[Saved data entries]
---------------

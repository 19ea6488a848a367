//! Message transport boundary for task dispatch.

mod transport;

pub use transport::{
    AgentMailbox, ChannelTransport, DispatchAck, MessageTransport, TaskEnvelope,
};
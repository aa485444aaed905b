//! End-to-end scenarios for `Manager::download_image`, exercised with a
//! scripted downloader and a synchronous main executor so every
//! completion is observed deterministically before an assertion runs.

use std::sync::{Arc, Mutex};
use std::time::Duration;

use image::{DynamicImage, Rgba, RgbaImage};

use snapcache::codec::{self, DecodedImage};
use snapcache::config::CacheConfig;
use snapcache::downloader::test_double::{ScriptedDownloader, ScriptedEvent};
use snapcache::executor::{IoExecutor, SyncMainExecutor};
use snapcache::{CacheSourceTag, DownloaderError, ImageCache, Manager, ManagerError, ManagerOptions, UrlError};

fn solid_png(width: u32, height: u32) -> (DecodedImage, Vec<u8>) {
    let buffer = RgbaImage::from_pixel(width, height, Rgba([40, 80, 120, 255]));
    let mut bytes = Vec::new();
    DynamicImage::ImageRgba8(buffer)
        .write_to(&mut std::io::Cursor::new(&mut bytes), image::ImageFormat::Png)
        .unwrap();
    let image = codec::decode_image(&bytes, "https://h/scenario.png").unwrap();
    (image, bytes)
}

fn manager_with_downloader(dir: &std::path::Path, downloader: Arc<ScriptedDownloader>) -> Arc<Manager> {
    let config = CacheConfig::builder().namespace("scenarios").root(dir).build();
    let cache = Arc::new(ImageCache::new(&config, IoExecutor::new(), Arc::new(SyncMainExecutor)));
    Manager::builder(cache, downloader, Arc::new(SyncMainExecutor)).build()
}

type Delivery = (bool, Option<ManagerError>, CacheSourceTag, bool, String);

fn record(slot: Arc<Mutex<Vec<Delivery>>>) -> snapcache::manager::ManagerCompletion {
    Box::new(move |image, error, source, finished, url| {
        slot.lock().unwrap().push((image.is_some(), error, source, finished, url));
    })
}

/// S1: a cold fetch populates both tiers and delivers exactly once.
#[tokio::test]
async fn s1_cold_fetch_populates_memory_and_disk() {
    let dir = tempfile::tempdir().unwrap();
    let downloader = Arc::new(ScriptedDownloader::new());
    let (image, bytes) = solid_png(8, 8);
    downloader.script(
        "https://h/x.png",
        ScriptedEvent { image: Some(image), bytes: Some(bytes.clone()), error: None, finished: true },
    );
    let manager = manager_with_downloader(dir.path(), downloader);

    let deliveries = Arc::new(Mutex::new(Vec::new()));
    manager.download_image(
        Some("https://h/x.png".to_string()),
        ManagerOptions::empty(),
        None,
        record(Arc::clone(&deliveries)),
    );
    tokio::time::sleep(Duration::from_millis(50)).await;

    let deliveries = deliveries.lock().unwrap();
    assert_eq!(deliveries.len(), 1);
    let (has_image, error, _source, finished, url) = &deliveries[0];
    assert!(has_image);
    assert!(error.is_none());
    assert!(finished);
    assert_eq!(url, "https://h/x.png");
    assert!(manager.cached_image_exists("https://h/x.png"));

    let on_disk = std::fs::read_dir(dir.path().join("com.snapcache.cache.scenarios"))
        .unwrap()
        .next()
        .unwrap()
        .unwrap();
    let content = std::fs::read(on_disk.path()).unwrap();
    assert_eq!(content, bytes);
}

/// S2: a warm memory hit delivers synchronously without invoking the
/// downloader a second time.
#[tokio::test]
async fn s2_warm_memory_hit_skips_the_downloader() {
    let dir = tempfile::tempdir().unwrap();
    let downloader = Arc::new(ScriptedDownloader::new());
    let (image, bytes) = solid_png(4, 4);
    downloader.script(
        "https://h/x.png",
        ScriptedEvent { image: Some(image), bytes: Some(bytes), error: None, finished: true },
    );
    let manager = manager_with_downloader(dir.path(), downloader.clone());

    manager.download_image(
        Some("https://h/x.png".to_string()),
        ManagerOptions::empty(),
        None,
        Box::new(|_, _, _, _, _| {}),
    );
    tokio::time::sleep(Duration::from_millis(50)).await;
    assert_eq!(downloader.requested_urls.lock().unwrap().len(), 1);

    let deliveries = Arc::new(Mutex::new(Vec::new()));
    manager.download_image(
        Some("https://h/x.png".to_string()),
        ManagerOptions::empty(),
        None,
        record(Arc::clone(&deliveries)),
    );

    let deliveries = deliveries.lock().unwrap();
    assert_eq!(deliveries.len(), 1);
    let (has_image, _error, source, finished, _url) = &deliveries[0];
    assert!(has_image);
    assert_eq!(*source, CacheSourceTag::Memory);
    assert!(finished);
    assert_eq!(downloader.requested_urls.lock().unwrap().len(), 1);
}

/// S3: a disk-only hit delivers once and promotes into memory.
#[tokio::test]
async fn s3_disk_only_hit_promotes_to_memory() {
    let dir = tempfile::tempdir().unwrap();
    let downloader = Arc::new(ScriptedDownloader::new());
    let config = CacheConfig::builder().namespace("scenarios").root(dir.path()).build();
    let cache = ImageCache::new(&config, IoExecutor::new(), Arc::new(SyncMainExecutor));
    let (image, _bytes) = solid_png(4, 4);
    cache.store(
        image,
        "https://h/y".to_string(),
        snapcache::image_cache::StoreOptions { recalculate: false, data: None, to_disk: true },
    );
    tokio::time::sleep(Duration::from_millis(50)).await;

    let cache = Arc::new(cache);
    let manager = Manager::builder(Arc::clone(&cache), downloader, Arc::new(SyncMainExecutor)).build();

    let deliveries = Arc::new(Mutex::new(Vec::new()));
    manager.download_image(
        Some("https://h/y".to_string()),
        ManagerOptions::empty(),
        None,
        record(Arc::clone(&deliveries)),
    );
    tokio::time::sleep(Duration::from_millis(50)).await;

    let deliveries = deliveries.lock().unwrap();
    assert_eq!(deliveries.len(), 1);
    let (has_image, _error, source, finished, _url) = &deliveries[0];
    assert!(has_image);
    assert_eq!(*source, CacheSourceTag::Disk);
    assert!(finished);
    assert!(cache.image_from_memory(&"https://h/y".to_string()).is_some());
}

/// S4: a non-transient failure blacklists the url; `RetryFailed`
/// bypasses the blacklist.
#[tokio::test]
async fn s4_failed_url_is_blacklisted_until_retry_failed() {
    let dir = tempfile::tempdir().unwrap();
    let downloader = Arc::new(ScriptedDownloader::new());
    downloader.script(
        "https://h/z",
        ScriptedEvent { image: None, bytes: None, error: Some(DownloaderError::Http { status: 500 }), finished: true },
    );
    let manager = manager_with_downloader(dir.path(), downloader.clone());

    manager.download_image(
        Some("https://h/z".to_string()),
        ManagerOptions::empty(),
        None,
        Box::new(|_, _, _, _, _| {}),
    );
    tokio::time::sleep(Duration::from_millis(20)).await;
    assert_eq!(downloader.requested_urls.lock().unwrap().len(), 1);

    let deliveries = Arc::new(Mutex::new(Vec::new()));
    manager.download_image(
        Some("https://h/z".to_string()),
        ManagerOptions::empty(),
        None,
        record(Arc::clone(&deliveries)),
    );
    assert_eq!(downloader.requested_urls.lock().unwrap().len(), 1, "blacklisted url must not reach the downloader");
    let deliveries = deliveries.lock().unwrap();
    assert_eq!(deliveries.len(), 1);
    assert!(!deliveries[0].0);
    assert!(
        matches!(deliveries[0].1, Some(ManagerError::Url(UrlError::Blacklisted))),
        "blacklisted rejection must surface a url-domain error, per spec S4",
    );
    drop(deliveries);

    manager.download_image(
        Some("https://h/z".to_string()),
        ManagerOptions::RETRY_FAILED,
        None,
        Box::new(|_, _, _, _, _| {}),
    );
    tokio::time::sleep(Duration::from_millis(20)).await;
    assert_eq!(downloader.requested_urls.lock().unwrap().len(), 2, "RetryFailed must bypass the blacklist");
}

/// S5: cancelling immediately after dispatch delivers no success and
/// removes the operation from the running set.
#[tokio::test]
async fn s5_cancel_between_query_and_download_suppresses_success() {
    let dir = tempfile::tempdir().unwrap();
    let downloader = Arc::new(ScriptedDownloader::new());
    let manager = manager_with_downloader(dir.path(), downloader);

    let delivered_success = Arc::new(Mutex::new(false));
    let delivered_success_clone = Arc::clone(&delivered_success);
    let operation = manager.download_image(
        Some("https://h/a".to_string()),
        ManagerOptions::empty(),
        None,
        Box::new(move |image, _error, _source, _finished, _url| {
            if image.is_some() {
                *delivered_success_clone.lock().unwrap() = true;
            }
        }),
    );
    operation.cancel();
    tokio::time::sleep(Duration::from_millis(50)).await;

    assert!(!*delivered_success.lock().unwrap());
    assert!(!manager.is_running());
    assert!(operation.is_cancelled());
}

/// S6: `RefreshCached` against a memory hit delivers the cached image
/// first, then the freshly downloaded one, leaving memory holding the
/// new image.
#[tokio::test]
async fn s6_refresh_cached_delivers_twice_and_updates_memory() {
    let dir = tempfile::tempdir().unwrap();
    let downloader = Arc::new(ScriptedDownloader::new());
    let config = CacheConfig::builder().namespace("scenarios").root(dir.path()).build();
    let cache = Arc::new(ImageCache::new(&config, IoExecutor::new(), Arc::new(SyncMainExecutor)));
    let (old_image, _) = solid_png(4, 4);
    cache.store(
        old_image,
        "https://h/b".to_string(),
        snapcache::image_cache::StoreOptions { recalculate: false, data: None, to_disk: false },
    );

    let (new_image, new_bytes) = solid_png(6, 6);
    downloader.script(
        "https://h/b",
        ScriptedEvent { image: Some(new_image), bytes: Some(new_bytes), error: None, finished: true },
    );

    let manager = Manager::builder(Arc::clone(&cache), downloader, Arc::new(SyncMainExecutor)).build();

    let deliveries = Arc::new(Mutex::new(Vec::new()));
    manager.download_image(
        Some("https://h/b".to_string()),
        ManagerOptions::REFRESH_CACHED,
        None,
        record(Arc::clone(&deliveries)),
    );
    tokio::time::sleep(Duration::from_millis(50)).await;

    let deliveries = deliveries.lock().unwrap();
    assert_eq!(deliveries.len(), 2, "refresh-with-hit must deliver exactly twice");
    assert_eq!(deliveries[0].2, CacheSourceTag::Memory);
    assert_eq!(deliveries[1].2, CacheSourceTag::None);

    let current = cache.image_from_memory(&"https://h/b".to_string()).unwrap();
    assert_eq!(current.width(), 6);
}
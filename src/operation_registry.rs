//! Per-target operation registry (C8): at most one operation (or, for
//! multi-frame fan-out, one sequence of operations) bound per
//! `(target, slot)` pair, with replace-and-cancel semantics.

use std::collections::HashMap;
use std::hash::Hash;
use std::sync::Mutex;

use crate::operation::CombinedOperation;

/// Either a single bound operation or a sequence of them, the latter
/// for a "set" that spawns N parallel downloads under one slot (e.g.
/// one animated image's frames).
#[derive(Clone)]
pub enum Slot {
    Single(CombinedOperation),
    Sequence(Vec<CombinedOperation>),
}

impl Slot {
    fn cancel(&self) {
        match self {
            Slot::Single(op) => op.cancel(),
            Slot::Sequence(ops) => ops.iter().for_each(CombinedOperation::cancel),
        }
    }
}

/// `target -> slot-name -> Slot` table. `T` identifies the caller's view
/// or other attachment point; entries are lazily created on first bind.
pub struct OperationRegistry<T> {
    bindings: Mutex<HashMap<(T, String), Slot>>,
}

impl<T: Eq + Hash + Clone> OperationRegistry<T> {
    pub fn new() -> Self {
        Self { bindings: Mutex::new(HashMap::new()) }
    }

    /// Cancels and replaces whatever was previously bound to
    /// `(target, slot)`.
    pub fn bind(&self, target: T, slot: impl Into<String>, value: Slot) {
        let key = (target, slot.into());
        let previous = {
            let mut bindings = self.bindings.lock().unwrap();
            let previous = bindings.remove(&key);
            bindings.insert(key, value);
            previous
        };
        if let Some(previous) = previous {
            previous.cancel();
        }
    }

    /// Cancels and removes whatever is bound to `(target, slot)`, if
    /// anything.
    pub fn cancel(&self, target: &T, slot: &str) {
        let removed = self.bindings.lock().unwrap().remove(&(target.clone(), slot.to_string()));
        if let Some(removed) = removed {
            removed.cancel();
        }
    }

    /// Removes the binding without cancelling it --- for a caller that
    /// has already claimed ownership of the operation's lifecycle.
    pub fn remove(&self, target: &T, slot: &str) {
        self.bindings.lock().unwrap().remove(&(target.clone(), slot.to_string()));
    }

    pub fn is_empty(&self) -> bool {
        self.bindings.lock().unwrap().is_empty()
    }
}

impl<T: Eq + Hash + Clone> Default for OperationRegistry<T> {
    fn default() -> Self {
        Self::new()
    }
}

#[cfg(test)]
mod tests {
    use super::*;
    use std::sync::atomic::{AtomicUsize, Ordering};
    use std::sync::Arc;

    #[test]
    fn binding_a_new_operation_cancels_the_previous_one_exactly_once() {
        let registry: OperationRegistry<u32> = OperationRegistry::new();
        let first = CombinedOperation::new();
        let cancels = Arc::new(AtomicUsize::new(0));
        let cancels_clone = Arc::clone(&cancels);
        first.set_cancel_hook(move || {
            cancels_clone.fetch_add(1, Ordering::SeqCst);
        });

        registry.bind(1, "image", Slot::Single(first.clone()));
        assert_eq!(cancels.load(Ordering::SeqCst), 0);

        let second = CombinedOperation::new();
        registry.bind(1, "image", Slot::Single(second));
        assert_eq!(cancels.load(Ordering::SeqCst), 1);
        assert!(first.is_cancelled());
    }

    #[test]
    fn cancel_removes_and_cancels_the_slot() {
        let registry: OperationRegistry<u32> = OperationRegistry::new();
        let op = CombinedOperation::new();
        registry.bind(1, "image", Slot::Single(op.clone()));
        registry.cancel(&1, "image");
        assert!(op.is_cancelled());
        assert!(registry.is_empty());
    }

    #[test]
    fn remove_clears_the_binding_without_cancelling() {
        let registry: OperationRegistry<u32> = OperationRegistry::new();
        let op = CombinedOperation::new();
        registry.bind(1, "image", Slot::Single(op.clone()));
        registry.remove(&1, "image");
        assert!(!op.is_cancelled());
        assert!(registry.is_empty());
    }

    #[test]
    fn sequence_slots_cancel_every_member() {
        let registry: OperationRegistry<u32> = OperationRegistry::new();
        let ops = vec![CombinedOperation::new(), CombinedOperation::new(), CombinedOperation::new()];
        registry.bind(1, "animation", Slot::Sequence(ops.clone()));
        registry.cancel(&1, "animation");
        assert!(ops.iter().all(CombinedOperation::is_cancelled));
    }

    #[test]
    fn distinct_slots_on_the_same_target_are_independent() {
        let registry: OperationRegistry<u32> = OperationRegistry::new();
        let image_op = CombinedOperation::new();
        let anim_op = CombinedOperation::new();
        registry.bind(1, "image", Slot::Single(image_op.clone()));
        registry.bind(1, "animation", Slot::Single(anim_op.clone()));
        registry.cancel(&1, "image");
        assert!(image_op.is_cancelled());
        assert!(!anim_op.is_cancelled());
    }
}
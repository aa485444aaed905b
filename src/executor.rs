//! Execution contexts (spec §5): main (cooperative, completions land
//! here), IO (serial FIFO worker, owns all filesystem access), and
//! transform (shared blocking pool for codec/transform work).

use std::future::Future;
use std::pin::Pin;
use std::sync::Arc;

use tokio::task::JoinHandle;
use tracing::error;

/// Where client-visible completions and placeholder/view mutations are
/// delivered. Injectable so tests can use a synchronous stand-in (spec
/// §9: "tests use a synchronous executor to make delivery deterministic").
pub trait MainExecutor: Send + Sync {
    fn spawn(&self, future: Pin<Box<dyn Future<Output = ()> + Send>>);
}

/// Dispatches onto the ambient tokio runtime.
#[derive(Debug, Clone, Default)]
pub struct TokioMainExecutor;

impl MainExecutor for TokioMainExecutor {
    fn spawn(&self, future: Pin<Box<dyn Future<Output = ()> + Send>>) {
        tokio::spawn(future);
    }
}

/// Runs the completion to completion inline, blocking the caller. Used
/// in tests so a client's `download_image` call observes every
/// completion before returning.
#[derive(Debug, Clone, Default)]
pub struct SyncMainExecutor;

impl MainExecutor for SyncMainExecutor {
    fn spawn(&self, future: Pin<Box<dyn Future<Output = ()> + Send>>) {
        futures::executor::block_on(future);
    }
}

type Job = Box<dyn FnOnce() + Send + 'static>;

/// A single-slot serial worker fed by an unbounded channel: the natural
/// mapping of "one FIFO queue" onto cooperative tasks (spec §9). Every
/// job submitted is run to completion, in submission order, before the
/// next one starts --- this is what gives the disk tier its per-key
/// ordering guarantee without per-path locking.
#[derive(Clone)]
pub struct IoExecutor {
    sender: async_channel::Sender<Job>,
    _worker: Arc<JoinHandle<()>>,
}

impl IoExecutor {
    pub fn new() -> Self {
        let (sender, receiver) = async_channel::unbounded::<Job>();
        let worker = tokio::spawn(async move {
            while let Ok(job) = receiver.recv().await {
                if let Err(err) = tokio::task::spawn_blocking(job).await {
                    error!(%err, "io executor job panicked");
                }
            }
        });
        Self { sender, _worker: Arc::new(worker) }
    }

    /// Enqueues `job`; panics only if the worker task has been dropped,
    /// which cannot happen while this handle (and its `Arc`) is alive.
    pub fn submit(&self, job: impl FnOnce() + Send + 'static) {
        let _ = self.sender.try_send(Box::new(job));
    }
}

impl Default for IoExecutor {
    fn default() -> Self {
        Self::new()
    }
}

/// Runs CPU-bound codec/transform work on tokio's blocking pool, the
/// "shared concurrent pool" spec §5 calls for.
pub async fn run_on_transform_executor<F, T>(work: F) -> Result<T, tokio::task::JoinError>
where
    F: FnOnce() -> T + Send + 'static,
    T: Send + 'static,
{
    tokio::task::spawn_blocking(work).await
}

---------------

■ Work to complete
Transcribe the records above exactly, from the opening line down to and including the line with "use std::time::Duration;".

■ Task output
repository 19ea6488a848a367
//! Message transport boundary for task dispatch.

mod transport;

pub use transport::{
    AgentMailbox, ChannelTransport, DispatchAck, MessageTransport, TaskEnvelope,
};
repository aa485444aaed905b
//! End-to-end scenarios for `Manager::download_image`, exercised with a
//! scripted downloader and a synchronous main executor so every
//! completion is observed deterministically before an assertion runs.

use std::sync::{Arc, Mutex};
use std::time::Duration;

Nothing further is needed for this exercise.